Folate, DNA Methylation and Flowering Time

Tetrahydrofolate (THF) and its derivatives, collectively termed folates, are a group of essential B-complex vitamins that have long been recognized as necessary nutrients to support normal cell differentiation and growth. Folates function as co-enzymes in one-carbon transfer reactions and play a central role in synthesis of nucleotides and amino acids. Dysfunction of cellular folate metabolism leads to serious defects in plant development; however, the molecular mechanisms of folate-mediated cellular modifications and physiological responses in plants are still largely unclear. Wang et al. () now report that THF controls Arabidopsis thaliana flowering time by adjusting DNA methylation-regulated gene expression. Changes in chromatin structure due to altered DNA methylation patterns have previously been implicated in the transition to flowering. One gene in particular, FWA (Flowering Wageningen), has been extensively studied since it was originally characterized from epigenetic mutants displaying a heritable late-flowering phenotype.
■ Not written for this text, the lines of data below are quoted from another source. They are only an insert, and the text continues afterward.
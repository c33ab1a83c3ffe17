//! 寄存器数据类型编解码
//!
//! 每个寄存器固定 2 字节、大端序。三种解释方式：
//! - 无符号字：0..=65535
//! - 有符号字：-32768..=32767（同样的字节按补码解释）
//! - 位状态字：第 i 位 = `(word >> i) & 1`，用于状态字点位
//!
//! 工程量缩放（multiple 除数、小数显示）属于显示层，不在这里处理。

use crate::error::ProtocolError;
use bytes::{Buf, BufMut};

/// 寄存器的解释方式
#[derive(Debug, Clone, Copy, PartialEq, Eq, Hash, Default)]
pub enum DataType {
    #[default]
    Unsigned,
    Signed,
    Bitfield,
}

/// 解码后的单个寄存器值
#[derive(Debug, Clone, Copy, PartialEq, Eq)]
pub enum RegisterValue {
    Unsigned(u16),
    Signed(i16),
    Bitfield(u16),
}

impl RegisterValue {
    /// 按原始字解释为指定类型。
    pub fn from_word(data_type: DataType, word: u16) -> Self {
        match data_type {
            DataType::Unsigned => RegisterValue::Unsigned(word),
            DataType::Signed => RegisterValue::Signed(word as i16),
            DataType::Bitfield => RegisterValue::Bitfield(word),
        }
    }

    /// 从字节序列中第 `word_offset` 个寄存器解码。
    pub fn decode(
        data_type: DataType,
        bytes: &[u8],
        word_offset: usize,
    ) -> Result<Self, ProtocolError> {
        let start = word_offset * 2;
        match bytes.get(start..start + 2) {
            Some(raw) => Ok(Self::from_word(
                data_type,
                u16::from_be_bytes([raw[0], raw[1]]),
            )),
            None => Err(ProtocolError::Decode(format!(
                "register offset {word_offset} beyond {} data bytes",
                bytes.len()
            ))),
        }
    }

    /// 从字节流读取下一个寄存器。
    pub fn decode_from<B: Buf>(data_type: DataType, buf: &mut B) -> Result<Self, ProtocolError> {
        if buf.remaining() < 2 {
            return Err(ProtocolError::Decode(format!(
                "need 2 bytes for a register, {} left",
                buf.remaining()
            )));
        }
        Ok(Self::from_word(data_type, buf.get_u16()))
    }

    /// 写入 2 字节大端表示。
    pub fn encode<B: BufMut>(&self, buf: &mut B) {
        buf.put_u16(self.word());
    }

    pub fn to_be_bytes(&self) -> [u8; 2] {
        self.word().to_be_bytes()
    }

    /// 线路上的原始字
    pub fn word(&self) -> u16 {
        match *self {
            RegisterValue::Unsigned(value) => value,
            RegisterValue::Signed(value) => value as u16,
            RegisterValue::Bitfield(value) => value,
        }
    }

    pub fn data_type(&self) -> DataType {
        match self {
            RegisterValue::Unsigned(_) => DataType::Unsigned,
            RegisterValue::Signed(_) => DataType::Signed,
            RegisterValue::Bitfield(_) => DataType::Bitfield,
        }
    }

    /// 数值表示（位状态字取原始字）。
    pub fn as_i64(&self) -> i64 {
        match *self {
            RegisterValue::Unsigned(value) => i64::from(value),
            RegisterValue::Signed(value) => i64::from(value),
            RegisterValue::Bitfield(value) => i64::from(value),
        }
    }

    /// 16 个位标志，下标 i 对应第 i 位。
    pub fn bits(&self) -> [bool; 16] {
        let word = self.word();
        let mut flags = [false; 16];
        for (i, flag) in flags.iter_mut().enumerate() {
            *flag = (word >> i) & 1 == 1;
        }
        flags
    }

    /// 由位标志组装位状态字，超过 16 个的部分忽略。
    pub fn from_bits(flags: &[bool]) -> Self {
        let word = flags
            .iter()
            .take(16)
            .enumerate()
            .filter(|(_, flag)| **flag)
            .fold(0u16, |word, (i, _)| word | (1 << i));
        RegisterValue::Bitfield(word)
    }

    /// 负数按有符号字、其余按无符号字；超出 -32768..=65535 返回 None。
    pub fn from_i32(value: i32) -> Option<Self> {
        if (i32::from(i16::MIN)..0).contains(&value) {
            Some(RegisterValue::Signed(value as i16))
        } else if (0..=i32::from(u16::MAX)).contains(&value) {
            Some(RegisterValue::Unsigned(value as u16))
        } else {
            None
        }
    }
}

/// 将布尔量按 Modbus 规则打包（首个线圈位于首字节最低位）。
pub fn pack_bits(values: &[bool]) -> Vec<u8> {
    let mut packed = vec![0u8; values.len().div_ceil(8)];
    for (i, value) in values.iter().enumerate() {
        if *value {
            packed[i / 8] |= 1 << (i % 8);
        }
    }
    packed
}

/// 解包前 `count` 个布尔量；字节不足时返回 None。
pub fn unpack_bits(bytes: &[u8], count: usize) -> Option<Vec<bool>> {
    if bytes.len() < count.div_ceil(8) {
        return None;
    }
    Some(
        (0..count)
            .map(|i| (bytes[i / 8] >> (i % 8)) & 1 == 1)
            .collect(),
    )
}

#[cfg(test)]
mod tests {
    use super::*;
    use bytes::BytesMut;

    #[test]
    fn unsigned_round_trip_full_range() {
        for raw in 0..=u16::MAX {
            let value = RegisterValue::Unsigned(raw);
            let bytes = value.to_be_bytes();
            assert_eq!(
                RegisterValue::decode(DataType::Unsigned, &bytes, 0).unwrap(),
                value
            );
        }
    }

    #[test]
    fn signed_round_trip_full_range() {
        for raw in i16::MIN..=i16::MAX {
            let value = RegisterValue::Signed(raw);
            let mut buf = BytesMut::new();
            value.encode(&mut buf);
            let mut frozen = buf.freeze();
            assert_eq!(
                RegisterValue::decode_from(DataType::Signed, &mut frozen).unwrap(),
                value
            );
        }
    }

    #[test]
    fn same_bytes_two_interpretations() {
        let bytes = [0xFF, 0xFE];
        assert_eq!(
            RegisterValue::decode(DataType::Unsigned, &bytes, 0).unwrap(),
            RegisterValue::Unsigned(65534)
        );
        assert_eq!(
            RegisterValue::decode(DataType::Signed, &bytes, 0).unwrap(),
            RegisterValue::Signed(-2)
        );
    }

    #[test]
    fn decode_at_word_offset() {
        let bytes = [0x00, 0x01, 0x12, 0x34];
        assert_eq!(
            RegisterValue::decode(DataType::Unsigned, &bytes, 1).unwrap(),
            RegisterValue::Unsigned(0x1234)
        );
        assert!(RegisterValue::decode(DataType::Unsigned, &bytes, 2).is_err());
    }

    #[test]
    fn bitfield_flags() {
        let value = RegisterValue::decode(DataType::Bitfield, &[0x80, 0x05], 0).unwrap();
        let bits = value.bits();
        assert!(bits[0]);
        assert!(!bits[1]);
        assert!(bits[2]);
        assert!(bits[15]);
        assert_eq!(RegisterValue::from_bits(&bits), value);
    }

    #[test]
    fn from_i32_ranges() {
        assert_eq!(RegisterValue::from_i32(-1), Some(RegisterValue::Signed(-1)));
        assert_eq!(
            RegisterValue::from_i32(-32768),
            Some(RegisterValue::Signed(i16::MIN))
        );
        assert_eq!(
            RegisterValue::from_i32(65535),
            Some(RegisterValue::Unsigned(65535))
        );
        assert_eq!(RegisterValue::from_i32(65536), None);
        assert_eq!(RegisterValue::from_i32(-32769), None);
    }

    #[test]
    fn bit_packing() {
        let values = [true, false, true, true, false, false, false, false, true];
        let packed = pack_bits(&values);
        assert_eq!(packed, vec![0b0000_1101, 0b0000_0001]);
        assert_eq!(unpack_bits(&packed, values.len()).unwrap(), values.to_vec());
        assert!(unpack_bits(&packed[..1], 9).is_none());
    }
}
To initiate normal flowering process, FWA expression is required to be silenced by methyltransferase1 (MET1)-mediated cytosine methylation to release  its interfering effects on the function of the key flower promoting gene FT (FLOWERING LOCUS T). The authors report that seedlings supplied with THF, as well as the high endogenous Atdfb (dihydrofolate synthetase folypolyglutamate synthetase homolog B) showed dramatically induced effects on the release of MET1-mediated chromatin silencing and gene expression activity in a genome-wide scale, including the flowering regulation gene FWA. With elevated folate conditions, FWA constantly displayed transcription activity leading to retarded floral transition in a dose-dependent manner. Moreover, the loss of function of MET1 dramatically impaired THF-modulated flowering responses. These studies reveal a fundamental role of folate homeostasis in epigenetically controlled gene expression.